(Extracted records)

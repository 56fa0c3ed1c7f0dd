//! Per-directory pipeline: discover → validate → join → clean up.
//!
//! For every initial part found in a directory listing this module resolves the
//! part-set and walks it through the checks before concatenating it:
//!   - sets with a single member are skipped
//!   - sets with gaps in their numbering are skipped
//!   - sets whose total size exceeds the free space of the directory's filesystem are skipped
//!   - sets whose destination already exists are skipped unless overwriting was requested
//!
//! Parts are deleted only after a successful join, and only when `keep` is off.
//!
//! # Error Handling
//! Only a failure to list the directory is returned as an error. Everything that goes
//! wrong for a single set ends up in that set's [`SetOutcome`] so sibling sets still run.
//!
//! # Navigation
//! - Main entrypoint: [`autojoin_directory`]
//! - Per-set step: [`process_part_set`]

use crate::cleanup::{remove_parts, CleanupReport};
use crate::config::JoinConfig;
use crate::discover::{find_initial_parts, find_other_parts, list_directory, DiscoverError, Part, PartSet};
use crate::join::{join_files, JoinError};
use crate::validate::{check_for_missing_parts, check_free_space, SpaceProbe, ValidateError};
use std::path::{Path, PathBuf};
use tracing::{error, info, warn};

#[derive(Debug)]
pub enum SetOutcome {
    Joined {
        bytes: u64,
        parts: usize,
        /// `None` when the parts were kept.
        cleanup: Option<CleanupReport>,
    },
    /// Only the initial part exists.
    SinglePart,
    MissingParts {
        /// Index of the highest-numbered part, which is how many parts the set should have.
        expected: Option<u64>,
        found: usize,
    },
    InsufficientSpace {
        needed: u64,
        available: u64,
    },
    DestinationExists,
    ValidationFailed(ValidateError),
    JoinFailed(JoinError),
}

impl SetOutcome {
    pub fn is_joined(&self) -> bool {
        matches!(self, SetOutcome::Joined { .. })
    }
}

#[derive(Debug)]
pub struct SetReport {
    pub initial_part: String,
    pub destination: PathBuf,
    pub outcome: SetOutcome,
}

#[derive(Debug)]
pub struct DirectoryReport {
    pub dir: PathBuf,
    /// One entry per initial part, in listing order. Empty when no split files were found.
    pub sets: Vec<SetReport>,
}

impl DirectoryReport {
    pub fn found_split_files(&self) -> bool {
        !self.sets.is_empty()
    }

    pub fn joined(&self) -> usize {
        self.sets.iter().filter(|s| s.outcome.is_joined()).count()
    }
}

/// Finds and joins every part-set in `dir`.
pub fn autojoin_directory<P>(
    config: &JoinConfig,
    dir: &Path,
    probe: &P,
) -> Result<DirectoryReport, DiscoverError>
where
    P: SpaceProbe + ?Sized,
{
    info!(path = %dir.display(), "[JOIN] Scanning directory");
    let names = list_directory(dir)?;
    let initial_parts = find_initial_parts(&names);

    if initial_parts.is_empty() {
        info!(path = %dir.display(), "[JOIN] No split files found");
    }

    let sets = initial_parts
        .iter()
        .map(|initial| {
            let set = find_other_parts(&names, initial);
            SetReport {
                initial_part: initial.clone(),
                destination: set.destination(dir),
                outcome: process_part_set(config, dir, &set, probe),
            }
        })
        .collect();

    Ok(DirectoryReport {
        dir: dir.to_path_buf(),
        sets,
    })
}

/// Validates and joins one part-set found in `dir`.
pub fn process_part_set<P>(config: &JoinConfig, dir: &Path, set: &PartSet, probe: &P) -> SetOutcome
where
    P: SpaceProbe + ?Sized,
{
    let destination = set.destination(dir);

    if set.len() <= 1 {
        warn!(initial = %set.initial, "[JOIN] Found an initial part but no others");
        return SetOutcome::SinglePart;
    }

    if check_for_missing_parts(set) {
        let expected = set.last().and_then(Part::index);
        warn!(initial = %set.initial, ?expected, found = set.len(), "[JOIN] Part-set has missing parts");
        return SetOutcome::MissingParts {
            expected,
            found: set.len(),
        };
    }

    let paths = set.paths(dir);
    let space = match check_free_space(&paths, dir, probe) {
        Ok(space) => space,
        Err(e) => {
            error!(initial = %set.initial, error = ?e, "[JOIN][ERROR] Validation failed");
            return SetOutcome::ValidationFailed(e);
        }
    };
    if !space.is_sufficient() {
        warn!(
            destination = %destination.display(),
            needed = space.needed,
            available = space.available,
            "[JOIN] Not enough free space"
        );
        return SetOutcome::InsufficientSpace {
            needed: space.needed,
            available: space.available,
        };
    }

    if !config.overwrite && destination.exists() {
        warn!(destination = %destination.display(), "[JOIN] Destination already exists");
        return SetOutcome::DestinationExists;
    }

    info!(destination = %destination.display(), parts = paths.len(), "[JOIN] Joining");
    let bytes = match join_files(&destination, &paths, config.overwrite) {
        Ok(bytes) => bytes,
        Err(e) => {
            error!(destination = %destination.display(), error = ?e, "[JOIN][ERROR] Join failed");
            return SetOutcome::JoinFailed(e);
        }
    };

    let cleanup = if config.keep {
        None
    } else {
        Some(remove_parts(&paths))
    };

    SetOutcome::Joined {
        bytes,
        parts: paths.len(),
        cleanup,
    }
}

**What you will do**
Which lines of the entries above contain the string "self"? Copy each one.

**Answer section**
    pub fn is_joined(&self) -> bool {
        matches!(self, SetOutcome::Joined { .. })
    pub fn found_split_files(&self) -> bool {
        !self.sets.is_empty()
    pub fn joined(&self) -> usize {
        self.sets.iter().filter(|s| s.outcome.is_joined()).count()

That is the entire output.